Assignment
Lines containing the word "deny": say how many there are in the listing, with only the number as the answer.

Data
* * *

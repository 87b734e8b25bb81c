//! Per-member log channel resolution and message delivery.
//!
//! Each tracked member gets a private text channel named `vc-log-<user id>` inside a
//! shared category. The category and the channel are created on first use; afterwards
//! they are found again by name. The member can read their own log but not write to
//! it, and `@everyone` cannot see it at all.

use dioxus_logger::tracing;
use serenity::{
    all::{
        ChannelId, ChannelType, CreateChannel, CreateMessage, GuildChannel, GuildId,
        PermissionOverwrite, PermissionOverwriteType, Permissions, RoleId, UserId,
    },
    async_trait,
    http::Http,
};
use std::sync::Arc;

use crate::{error::AppError, model::voice::LogTarget};

/// Destination for voice log lines.
///
/// Delivery is split in two so callers can find the destination before committing to
/// anything that depends on the delivery succeeding.
#[async_trait]
pub trait LogSink: Send + Sync {
    /// Where resolved lines are posted, e.g. a channel id.
    type Channel: Send + Sync;

    /// Finds or creates the target member's log destination.
    async fn resolve(&self, target: &LogTarget) -> Result<Self::Channel, AppError>;

    /// Posts a single line to a resolved destination.
    async fn post(&self, channel: &Self::Channel, content: &str) -> Result<(), AppError>;
}

/// The subset of a guild channel needed to find existing log channels.
#[derive(Debug, Clone, PartialEq, Eq)]
pub struct ChannelSummary {
    pub id: ChannelId,
    pub name: String,
    pub kind: ChannelType,
    pub parent_id: Option<ChannelId>,
}

impl From<&GuildChannel> for ChannelSummary {
    fn from(channel: &GuildChannel) -> Self {
        Self {
            id: channel.id,
            name: channel.name.clone(),
            kind: channel.kind,
            parent_id: channel.parent_id,
        }
    }
}

pub fn log_channel_name(user_id: u64) -> String {
    format!("vc-log-{user_id}")
}

pub fn log_channel_topic(display_name: &str) -> String {
    format!("{display_name} のVCログ")
}

/// Finds the category holding log channels by exact name.
pub fn find_category(channels: &[ChannelSummary], category_name: &str) -> Option<ChannelId> {
    channels
        .iter()
        .find(|channel| channel.kind == ChannelType::Category && channel.name == category_name)
        .map(|channel| channel.id)
}

/// Finds a member's log channel among the text channels of a category.
///
/// A channel with the right name outside the category does not count.
pub fn find_log_channel(
    channels: &[ChannelSummary],
    category_id: ChannelId,
    channel_name: &str,
) -> Option<ChannelId> {
    channels
        .iter()
        .find(|channel| {
            channel.kind == ChannelType::Text
                && channel.parent_id == Some(category_id)
                && channel.name == channel_name
        })
        .map(|channel| channel.id)
}

/// Permission overwrites for a new log channel.
///
/// # Arguments
/// - `guild_id` - Guild the channel is created in; its id doubles as the `@everyone` role id
/// - `user_id` - Member the log belongs to (read-only access)
/// - `bot_id` - The bot's own user (read and write access)
pub fn log_channel_overwrites(
    guild_id: GuildId,
    user_id: UserId,
    bot_id: UserId,
) -> Vec<PermissionOverwrite> {
    vec![
        PermissionOverwrite {
            allow: Permissions::empty(),
            deny: Permissions::VIEW_CHANNEL,
            kind: PermissionOverwriteType::Role(RoleId::new(guild_id.get())),
        },
        PermissionOverwrite {
            allow: Permissions::VIEW_CHANNEL,
            deny: Permissions::SEND_MESSAGES,
            kind: PermissionOverwriteType::Member(user_id),
        },
        PermissionOverwrite {
            allow: Permissions::VIEW_CHANNEL | Permissions::SEND_MESSAGES,
            deny: Permissions::empty(),
            kind: PermissionOverwriteType::Member(bot_id),
        },
    ]
}

/// Log sink that writes to per-member Discord text channels.
pub struct DiscordLogSink {
    /// Discord HTTP client for channel lookups, creation, and messages
    http: Arc<Http>,
    /// Name of the category that groups log channels
    category_name: String,
}

impl DiscordLogSink {
    /// Creates a new DiscordLogSink instance.
    ///
    /// # Arguments
    /// - `http` - Arc-wrapped Discord HTTP client for API requests
    /// - `category_name` - Name of the category holding the log channels
    pub fn new(http: Arc<Http>, category_name: impl Into<String>) -> Self {
        Self {
            http,
            category_name: category_name.into(),
        }
    }

    /// Returns the member's log channel, creating it and its category if needed.
    ///
    /// # Arguments
    /// - `target` - Member whose log channel is resolved
    ///
    /// # Returns
    /// - `Ok(ChannelId)` - Existing or newly created log channel
    /// - `Err(AppError::DiscordErr)` - Fetching guild channels or creating a channel failed
    pub async fn resolve_log_channel(&self, target: &LogTarget) -> Result<ChannelId, AppError> {
        let guild_id = GuildId::new(target.guild_id);
        let channels: Vec<ChannelSummary> = guild_id
            .channels(&self.http)
            .await?
            .values()
            .map(ChannelSummary::from)
            .collect();

        let category_id = match find_category(&channels, &self.category_name) {
            Some(id) => id,
            None => self.create_category(guild_id).await?,
        };

        let channel_name = log_channel_name(target.user_id);
        if let Some(id) = find_log_channel(&channels, category_id, &channel_name) {
            return Ok(id);
        }

        self.create_log_channel(guild_id, category_id, &channel_name, target)
            .await
    }

    async fn create_category(&self, guild_id: GuildId) -> Result<ChannelId, AppError> {
        let category = guild_id
            .create_channel(
                &self.http,
                CreateChannel::new(&self.category_name).kind(ChannelType::Category),
            )
            .await?;

        tracing::info!(
            "Created log category {} ({}) in guild {}",
            category.name,
            category.id,
            guild_id
        );

        Ok(category.id)
    }

    async fn create_log_channel(
        &self,
        guild_id: GuildId,
        category_id: ChannelId,
        channel_name: &str,
        target: &LogTarget,
    ) -> Result<ChannelId, AppError> {
        let bot_id = self.http.get_current_user().await?.id;
        let overwrites = log_channel_overwrites(guild_id, UserId::new(target.user_id), bot_id);

        let channel = guild_id
            .create_channel(
                &self.http,
                CreateChannel::new(channel_name)
                    .kind(ChannelType::Text)
                    .category(category_id)
                    .topic(log_channel_topic(&target.display_name))
                    .permissions(overwrites),
            )
            .await?;

        tracing::info!(
            "Created log channel {} for user {} in guild {}",
            channel.name,
            target.user_id,
            guild_id
        );

        Ok(channel.id)
    }
}

#[async_trait]
impl LogSink for DiscordLogSink {
    type Channel = ChannelId;

    async fn resolve(&self, target: &LogTarget) -> Result<ChannelId, AppError> {
        self.resolve_log_channel(target).await
    }

    async fn post(&self, channel: &ChannelId, content: &str) -> Result<(), AppError> {
        channel
            .send_message(&self.http, CreateMessage::new().content(content))
            .await?;
        Ok(())
    }
}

* * *

Response box
3